Notice too how the use of colour is not merely sensuous, as colour in Renaissance painting ought to be, but also strongly thematic to the point where it brings out the invisible subtleties merely implied in the narrative it is derived from. The two distinct shades of white for the clothing of Christ and Mary Magdalene are a case in point. The ascetic white of Christ’s robes are in contrast to the material white of Mary Magdalene’s clothes, which is emphasized further by the intense shade of crimson beside it.
The face of Christ, forgiving and detached, evokes a sense of divinity, which is juxtaposed against Magdalene’s earthly curiosity.
Of course, no discussion of an early Titian painting, or any Titian painting for that matter, can be complete without a mention of its most exceptional feature.
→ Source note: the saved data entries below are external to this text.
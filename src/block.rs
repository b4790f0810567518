use byteorder::{LittleEndian, ReadBytesExt};
use std::io::{self, Read};

/// Unit of the archive cipher layer and of every extraction read.
pub const BLOCK_SIZE: usize = 0x8000;
/// Bytes of a leaf entry that make up its file record.
pub const FILE_RECORD_SIZE: usize = 16;

/// Unmasked extraction metadata of a leaf entry.
#[derive(Debug, Clone, Copy, PartialEq, Eq)]
pub struct FileRecord {
    pub flags:             u16,
    pub file_offset:       u32,
    pub uncompressed_size: u32,
    pub compressed_size:   u32,
}

impl FileRecord {
    /// Read the 16-byte record at the start of a leaf entry and remove the
    /// per-file XOR mask from its three size/offset fields.
    pub fn read<R: Read>(mut reader: R, mask: &[u32; 3]) -> io::Result<Self> {
        let flags = reader.read_u16::<LittleEndian>()?;
        let _trailing = reader.read_u16::<LittleEndian>()?;
        Ok(Self {
            flags,
            file_offset:       reader.read_u32::<LittleEndian>()? ^ mask[0],
            uncompressed_size: reader.read_u32::<LittleEndian>()? ^ mask[1],
            compressed_size:   reader.read_u32::<LittleEndian>()? ^ mask[2],
        })
    }

    /// True when every bit of `flag_mask` is set. A zero mask never matches.
    pub fn is_compressed(&self, flag_mask: u16) -> bool {
        flag_mask != 0 && self.flags & flag_mask == flag_mask
    }

    pub fn window(&self) -> BlockWindow {
        BlockWindow::new(self.file_offset, self.compressed_size)
    }
}

/// Block-aligned span of the raw container that holds one payload.
#[derive(Debug, Clone, Copy, PartialEq, Eq)]
pub struct BlockWindow {
    pub block_index:        u64,
    pub first_block_offset: usize,
    pub block_count:        usize,
}

impl BlockWindow {
    /// `block_count` is one extra block for an unaligned start plus enough
    /// whole blocks for `compressed_size`. It can exceed what the payload
    /// touches but never falls short of `first_block_offset + compressed_size`.
    pub fn new(file_offset: u32, compressed_size: u32) -> Self {
        let block_index = u64::from(file_offset) / BLOCK_SIZE as u64;
        let first_block_offset = file_offset as usize % BLOCK_SIZE;
        let block_count =
            usize::from(first_block_offset > 0) + (compressed_size as usize).div_ceil(BLOCK_SIZE);
        Self { block_index, first_block_offset, block_count }
    }

    /// Absolute byte position of the first block.
    pub fn start(&self) -> u64 {
        self.block_index * BLOCK_SIZE as u64
    }

    /// Bytes covered by all blocks of the window.
    pub fn len(&self) -> usize {
        self.block_count * BLOCK_SIZE
    }

    pub fn is_empty(&self) -> bool {
        self.block_count == 0
    }
}
/// Builder for configuring a [`Runtime`].
///
/// # Example
///
/// ```
/// use propgraph::RuntimeBuilder;
///
/// let runtime = RuntimeBuilder::new()
///     .max_evaluation_depth(64)
///     .eager_by_default(true)
///     .build();
/// assert_eq!(runtime.config().max_evaluation_depth, 64);
/// ```
#[derive(Clone, Debug, Default)]
pub struct RuntimeBuilder {
    config: RuntimeConfig,
}

impl RuntimeBuilder {
    /// Create a builder with default settings.
    ///
    /// Defaults:
    /// - `max_evaluation_depth`: 512
    /// - `eager_by_default`: false
    pub fn new() -> Self {
        Self::default()
    }

    /// Set the maximum nesting of binding evaluations.
    ///
    /// A binding that would evaluate deeper is not run. It and every binding
    /// waiting on it keep their previous value, report
    /// [`BindingError::DepthExceeded`] and stay dirty, so a later read from a
    /// shallower point recomputes them.
    ///
    /// Default: 512
    pub fn max_evaluation_depth(mut self, depth: usize) -> Self {
        self.config.max_evaluation_depth = depth;
        self
    }

    /// Make bindings eager unless they opt out with
    /// [`PropertyBinding::lazy`].
    ///
    /// Default: false
    pub fn eager_by_default(mut self, eager: bool) -> Self {
        self.config.eager_by_default = eager;
        self
    }

    /// Build the runtime.
    pub fn build(self) -> Runtime {
        let state = State {
            config: self.config,
            ..State::default()
        };
        Runtime {
            inner: Rc::new(Inner {
                state: RefCell::new(state),
            }),
        }
    }
}

/// Everything the engine knows about its graph.
#[derive(Default)]
pub(crate) struct State {
    pub(crate) cells: Arena<CellId, CellMetadata>,
    pub(crate) bindings: Arena<BindingId, BindingSlot>,
    pub(crate) observers: Arena<ObserverId, ObserverNode>,
    /// Evaluation frames; `None` marks a region with tracking suspended.
    pub(crate) evaluation: Vec<Option<BindingId>>,
    /// Eager bindings waiting for the next flush, in marking order.
    pub(crate) pending_eager: FastIndexSet<BindingId>,
    pub(crate) group: GroupState,
    pub(crate) config: RuntimeConfig,
}
// Binding arena - storage for binding records
//
// A binding record holds everything the engine knows about one computed cell:
// - owner: the cell the binding writes into
// - function: the type-erased evaluation function (taken out while it runs)
// - state: three-state reactive state (Clean/Check/Dirty)
// - dependencies: the subscription set, one observer node per cell read during
//   the last evaluation, keyed by cell so a cell is never subscribed twice
// - observers: the owning cell's observer chain while the cell is bound
//
// THREE-STATE PROPAGATION:
// - Dirty: a cell this binding read has changed, it must recompute
// - Check: something upstream went dirty, verify sources before recomputing
// - Clean: cached value is current
//
// Only a Clean -> non-Clean transition pushes Check further downstream, which
// both coalesces repeated notifications and terminates on dependency cycles.

use std::panic::Location;

use super::{CellId, ObserverId, ObserverKind, ObserverList};
use crate::binding::BindingFunction;
use crate::error::BindingError;
use crate::hash::FastIndexMap;
use crate::runtime::State;
use crate::update_group::GroupPhase;

arena_key! {
    /// Key of a binding record.
    pub struct BindingId;
}

/// Reactive state of a binding.
///
/// States only upgrade (Clean -> Check -> Dirty) while changes propagate;
/// evaluation resets to Clean.
#[derive(Clone, Copy, Debug, PartialEq, Eq, PartialOrd, Ord)]
pub enum ReactiveState {
    /// Cached value is current.
    Clean,
    /// Might be stale, verify sources first.
    Check,
    /// Definitely stale, must recompute.
    Dirty,
}

/// A binding record stored in the arena.
pub struct BindingSlot {
    pub(crate) owner: CellId,
    pub(crate) function: Option<Box<dyn BindingFunction>>,
    pub(crate) state: ReactiveState,
    /// Set while the function runs and its result propagates; re-entering an
    /// updating binding is a loop.
    pub(crate) updating: bool,
    pub(crate) eager: bool,
    /// Survives plain writes to the owning cell.
    pub(crate) sticky: bool,
    pub(crate) error: Option<BindingError>,
    pub(crate) dependencies: FastIndexMap<CellId, ObserverId>,
    pub(crate) observers: ObserverList,
    pub(crate) location: &'static Location<'static>,
}

impl BindingSlot {
    /// A fresh record; starts Dirty so the first evaluation always runs.
    pub(crate) fn new(
        owner: CellId,
        function: Box<dyn BindingFunction>,
        eager: bool,
        sticky: bool,
        location: &'static Location<'static>,
    ) -> Self {
        Self {
            owner,
            function: Some(function),
            state: ReactiveState::Dirty,
            updating: false,
            eager,
            sticky,
            error: None,
            dependencies: FastIndexMap::default(),
            observers: ObserverList::default(),
            location,
        }
    }

    /// Whether the cached value may be stale.
    pub(crate) fn needs_work(&self) -> bool {
        self.state != ReactiveState::Clean
    }
}

impl State {
    /// Detach the binding owning `cell` and return its record.
    ///
    /// The cell reverts to plain storage and inherits the observer chain. The
    /// binding's own subscriptions are unlinked. The record still owns the
    /// evaluation function, so drop it after releasing the state.
    pub(crate) fn take_binding(&mut self, cell: CellId) -> Option<BindingSlot> {
        let binding = self.binding_of(cell)?;
        let mut slot = self.bindings.remove(binding)?;

        let observers = std::mem::take(&mut slot.observers);
        if let Some(metadata) = self.metadata_mut(cell) {
            *metadata = super::BindingMetadata::Observers(observers);
        }
        for (_, node) in slot.dependencies.drain(..) {
            self.unlink_observer(node);
        }
        self.pending_eager.shift_remove(&binding);
        self.group.dirtied.shift_remove(&binding);
        Some(slot)
    }

    /// Mark a binding Dirty because a cell it read has changed.
    ///
    /// Repeated marks coalesce. A Clean binding pushes Check to everything that
    /// observes its own cell. Eager bindings are queued for the next flush.
    pub(crate) fn mark_dirty(&mut self, binding: BindingId) {
        let closing = self.group.phase == GroupPhase::Closing;
        let Some(slot) = self.bindings.get_mut(binding) else {
            return;
        };

        let previous = slot.state;
        slot.state = ReactiveState::Dirty;
        if closing {
            self.group.dirtied.insert(binding);
        }
        if previous == ReactiveState::Dirty {
            cov_mark::hit!(dirty_marks_coalesce);
            return;
        }
        if slot.eager {
            self.pending_eager.insert(binding);
        }
        if previous == ReactiveState::Clean {
            let owner = slot.owner;
            self.propagate_check(owner);
        }
    }

    /// Mark every binding downstream of `cell` as Check.
    fn propagate_check(&mut self, cell: CellId) {
        let closing = self.group.phase == GroupPhase::Closing;
        let mut work = vec![cell];

        while let Some(cell) = work.pop() {
            for id in self.observer_snapshot(cell) {
                let Some(ObserverKind::Binding(binding)) =
                    self.observers.get(id).map(|node| &node.kind)
                else {
                    continue;
                };
                let binding = *binding;
                let Some(slot) = self.bindings.get_mut(binding) else {
                    continue;
                };
                if slot.state != ReactiveState::Clean {
                    continue;
                }

                cov_mark::hit!(marking_binding_check);
                slot.state = ReactiveState::Check;
                if slot.eager {
                    self.pending_eager.insert(binding);
                }
                if closing {
                    self.group.dirtied.insert(binding);
                }
                work.push(slot.owner);
            }
        }
    }

    /// Current state of a binding; Clean for stale keys.
    pub(crate) fn binding_state(&self, binding: BindingId) -> ReactiveState {
        self.bindings
            .get(binding)
            .map_or(ReactiveState::Clean, |slot| slot.state)
    }
}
A feature most prominently visible in the short, restless strokes constituting the moving grass, and the generous dollops of white paint that make up the fleece of the grazing sheep. Up until this point, the hallmark of a good oil-painting was the skillful concealment of the stroke of the brush. In introducing the visible brush-stroke, Titian brought about a novelty in technique that would become synonymous with Venetian painting.[ii] Like he would carry on doing at different stages of his life, Titian had turned long-established tradition on its head.
Scaling the Heights:
About four years later, Titian was commissioned to paint a large panel that would serve as the altarpiece at the Basilica di Santa Maria Gloriosa dei Frari, a Venetian church dedicated to the Assumption of the Virgin Mary into heaven. Allotting a task of such great significance to a young, upcoming artist caused a mild uproar among the clergy, while Titian himself took on the challenge because of the prestige it would bring him. As it so happened, the Assumption of the Virgin established Titian’s status as a Venetian master, and served as a perfect launch pad for his later career.
The massive oil-on-fresco piece is dividable into two halves: the upper divine half, and the lower earthly half. The halves are distinguishable as much by the figures in them, as they are by their differing colour schemes. The upper half is significantly more illuminated than the lower half. It almost seems as if they are two paintings sewed together in the middle. The extended leg of a cherub serves as a fragile yet necessary connection between the two halves.The desperate attempts of the apostles below to reach upwards is contrasted with the serenity of the Virgin Mary’s expression, which evokes the same sense of detached divinity as Christ does in the previous painting. There is an aura of untouchability about her. The focus is entirely on the central figure, as the apostles below are either silhouettes against the lurking darkness, or turned towards the other side.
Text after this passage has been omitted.